Introduction: From Manual Processing to Intelligent Automation
Organizations process millions of documents annually — invoices, contracts, purchase orders, compliance forms. Manual data entry is slow, error-prone, and expensive. This deep dive builds a complete document intelligence platform that automatically classifies incoming documents, extracts structured data using custom AI models, routes them through approval workflows, and stores results in SharePoint with full audit trails. The system handles 50,000+ documents per month with 98%+ extraction accuracy.
Prerequisites
- Azure subscription with Azure AI Services access
- Azure AI Document Intelligence (formerly Form Recognizer) resource
- Power Automate Premium licenses (for custom connectors)

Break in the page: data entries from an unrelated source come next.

//! Snapshot persistence for the current state and its data
//!
//! The store keeps the authoritative copy in memory. Disk writes are best
//! effort: a failed save is logged and the in-memory value wins.

use crate::state_machine::{StateData, WorkflowState};
use serde::{Deserialize, Serialize};
use std::path::{Path, PathBuf};
use std::sync::{Arc, Mutex, PoisonError};
use thiserror::Error;

#[derive(Debug, Error)]
pub enum StoreError {
    #[error("I/O error on {path}: {source}")]
    Io {
        path: PathBuf,
        #[source]
        source: std::io::Error,
    },

    #[error("failed to encode snapshot: {0}")]
    Encode(#[from] serde_json::Error),

    #[error("invalid snapshot: {0}")]
    Invalid(String),
}

/// On-disk layout
#[derive(Debug, Serialize, Deserialize)]
struct Snapshot {
    current_state: String,
    #[serde(default)]
    state_data: StateData,
}

// ============================================================================
// Backends
// ============================================================================

/// Raw byte storage for one snapshot
pub trait SnapshotBackend: Send + Sync {
    /// `Ok(None)` when no snapshot exists
    fn read(&self) -> Result<Option<Vec<u8>>, StoreError>;

    /// Replace the snapshot atomically
    fn write(&self, bytes: &[u8]) -> Result<(), StoreError>;

    /// Delete the snapshot; deleting a missing snapshot is not an error
    fn remove(&self) -> Result<(), StoreError>;

    /// Where the snapshot lives, for logs and status output
    fn describe(&self) -> String;
}

impl<T: SnapshotBackend + ?Sized> SnapshotBackend for Arc<T> {
    fn read(&self) -> Result<Option<Vec<u8>>, StoreError> {
        (**self).read()
    }

    fn write(&self, bytes: &[u8]) -> Result<(), StoreError> {
        (**self).write(bytes)
    }

    fn remove(&self) -> Result<(), StoreError> {
        (**self).remove()
    }

    fn describe(&self) -> String {
        (**self).describe()
    }
}

/// JSON file on disk, replaced via temp file + rename
#[derive(Debug, Clone)]
pub struct FileBackend {
    path: PathBuf,
}

impl FileBackend {
    pub fn new(path: impl Into<PathBuf>) -> Self {
        Self { path: path.into() }
    }

    pub fn path(&self) -> &Path {
        &self.path
    }

    fn io_error(&self, source: std::io::Error) -> StoreError {
        StoreError::Io {
            path: self.path.clone(),
            source,
        }
    }

    fn temp_path(&self) -> PathBuf {
        let name = self
            .path
            .file_name()
            .map_or_else(|| "snapshot".into(), |n| n.to_string_lossy().into_owned());
        let temp_name = format!(".{name}.{}.tmp", uuid::Uuid::new_v4());
        self.path.with_file_name(temp_name)
    }
}

impl SnapshotBackend for FileBackend {
    fn read(&self) -> Result<Option<Vec<u8>>, StoreError> {
        match std::fs::read(&self.path) {
            Ok(bytes) => Ok(Some(bytes)),
            Err(e) if e.kind() == std::io::ErrorKind::NotFound => Ok(None),
            Err(e) => Err(self.io_error(e)),
        }
    }

    fn write(&self, bytes: &[u8]) -> Result<(), StoreError> {
        use std::io::Write;

        if let Some(parent) = self.path.parent().filter(|p| !p.as_os_str().is_empty()) {
            std::fs::create_dir_all(parent).map_err(|e| self.io_error(e))?;
        }

        let temp = self.temp_path();
        let result = (|| {
            let mut file = std::fs::File::create(&temp)?;
            file.write_all(bytes)?;
            file.sync_all()?;
            std::fs::rename(&temp, &self.path)
        })();

        if let Err(e) = result {
            let _ = std::fs::remove_file(&temp);
            return Err(self.io_error(e));
        }
        Ok(())
    }

    fn remove(&self) -> Result<(), StoreError> {
        match std::fs::remove_file(&self.path) {
            Ok(()) => Ok(()),
            Err(e) if e.kind() == std::io::ErrorKind::NotFound => Ok(()),
            Err(e) => Err(self.io_error(e)),
        }
    }

    fn describe(&self) -> String {
        self.path.display().to_string()
    }
}

/// Process-local backend for ephemeral sessions and tests
#[derive(Debug, Default)]
pub struct MemoryBackend {
    bytes: Mutex<Option<Vec<u8>>>,
}

impl MemoryBackend {
    pub fn new() -> Self {
        Self::default()
    }

    /// Start with an existing snapshot
    pub fn with_contents(bytes: impl Into<Vec<u8>>) -> Self {
        Self {
            bytes: Mutex::new(Some(bytes.into())),
        }
    }

    pub fn contents(&self) -> Option<Vec<u8>> {
        self.bytes
            .lock()
            .unwrap_or_else(PoisonError::into_inner)
            .clone()
    }
}

impl SnapshotBackend for MemoryBackend {
    fn read(&self) -> Result<Option<Vec<u8>>, StoreError> {
        Ok(self.contents())
    }

    fn write(&self, bytes: &[u8]) -> Result<(), StoreError> {
        *self.bytes.lock().unwrap_or_else(PoisonError::into_inner) = Some(bytes.to_vec());
        Ok(())
    }

    fn remove(&self) -> Result<(), StoreError> {
        *self.bytes.lock().unwrap_or_else(PoisonError::into_inner) = None;
        Ok(())
    }

    fn describe(&self) -> String {
        "<memory>".to_string()
    }
}

// ============================================================================
// State Store
// ============================================================================

/// Current state plus session data, mirrored to a snapshot backend
pub struct StateStore<S: WorkflowState> {
    backend: Box<dyn SnapshotBackend>,
    initial: S,
    current: S,
    data: StateData,
}

impl<S: WorkflowState> StateStore<S> {
    /// Store at the initial state without touching the backend
    pub fn new(backend: impl SnapshotBackend + 'static, initial: S) -> Self {
        Self {
            backend: Box::new(backend),
            initial,
            current: initial,
            data: StateData::new(),
        }
    }

    /// Open a store, either discarding any prior snapshot (`fresh`) or
    /// resuming from it
    pub fn open(backend: impl SnapshotBackend + 'static, initial: S, fresh: bool) -> Self {
        let mut store = Self::new(backend, initial);
        if fresh {
            store.force_fresh_start();
        } else {
            store.load();
        }
        store
    }

    /// Restore from the backend. Any read, parse or validation failure falls
    /// back to the initial state with empty data.
    pub fn load(&mut self) -> (S, &StateData) {
        let (state, data) = match self.read_snapshot() {
            Ok(Some(pair)) => pair,
            Ok(None) => (self.initial, StateData::new()),
            Err(e) => {
                tracing::warn!(
                    location = %self.backend.describe(),
                    error = %e,
                    "Discarding unreadable state snapshot"
                );
                (self.initial, StateData::new())
            }
        };

        tracing::debug!(state = state.name(), "Loaded state");
        self.current = state;
        self.data = data;
        (self.current, &self.data)
    }

    fn read_snapshot(&self) -> Result<Option<(S, StateData)>, StoreError> {
        let Some(bytes) = self.backend.read()? else {
            return Ok(None);
        };
        let snapshot: Snapshot =
            serde_json::from_slice(&bytes).map_err(|e| StoreError::Invalid(e.to_string()))?;
        let state = S::from_name(&snapshot.current_state).ok_or_else(|| {
            StoreError::Invalid(format!("unknown state {:?}", snapshot.current_state))
        })?;
        Ok(Some((state, snapshot.state_data)))
    }

    /// Record `(state, data)` and persist it. The in-memory copy is updated
    /// even when the write fails.
    pub fn save(&mut self, state: S, data: StateData) -> Result<(), StoreError> {
        self.current = state;
        self.data = data;
        self.persist()
    }

    fn persist(&self) -> Result<(), StoreError> {
        let snapshot = Snapshot {
            current_state: self.current.name().to_string(),
            state_data: self.data.clone(),
        };
        let bytes = serde_json::to_vec_pretty(&snapshot)?;
        self.backend.write(&bytes)
    }

    /// Delete the snapshot and return to the initial state. Idempotent.
    pub fn clear(&mut self) {
        if let Err(e) = self.backend.remove() {
            tracing::error!(
                location = %self.backend.describe(),
                error = %e,
                "Failed to delete state snapshot"
            );
        }
        self.current = self.initial;
        self.data = StateData::new();
    }

    /// `clear`, then persist the fresh initial snapshot
    pub fn force_fresh_start(&mut self) {
        self.clear();
        if let Err(e) = self.persist() {
            tracing::error!(error = %e, "Failed to persist fresh state");
        }
        tracing::info!(state = self.initial.name(), "Started fresh");
    }

    /// Back to the initial state with empty data, keeping the snapshot file
    pub fn reset(&mut self) -> Result<(), StoreError> {
        self.save(self.initial, StateData::new())
    }

    pub fn current(&self) -> S {
        self.current
    }

    pub fn data(&self) -> &StateData {
        &self.data
    }

    pub fn initial(&self) -> S {
        self.initial
    }

    pub fn location(&self) -> String {
        self.backend.describe()
    }
}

- SharePoint Online with appropriate document libraries
- Azure Storage account for document staging
- .NET 8 SDK or Python 3.11+ for custom model training
Phase 1: Azure AI Document Intelligence Setup
Training Custom Extraction Models
from azure.ai.formrecognizer import DocumentModelAdministrationClient
from azure.core.credentials import AzureKeyCredential
import os
endpoint = os.environ["DOCUMENT_INTELLIGENCE_ENDPOINT"]
key = os.environ["DOCUMENT_INTELLIGENCE_KEY"]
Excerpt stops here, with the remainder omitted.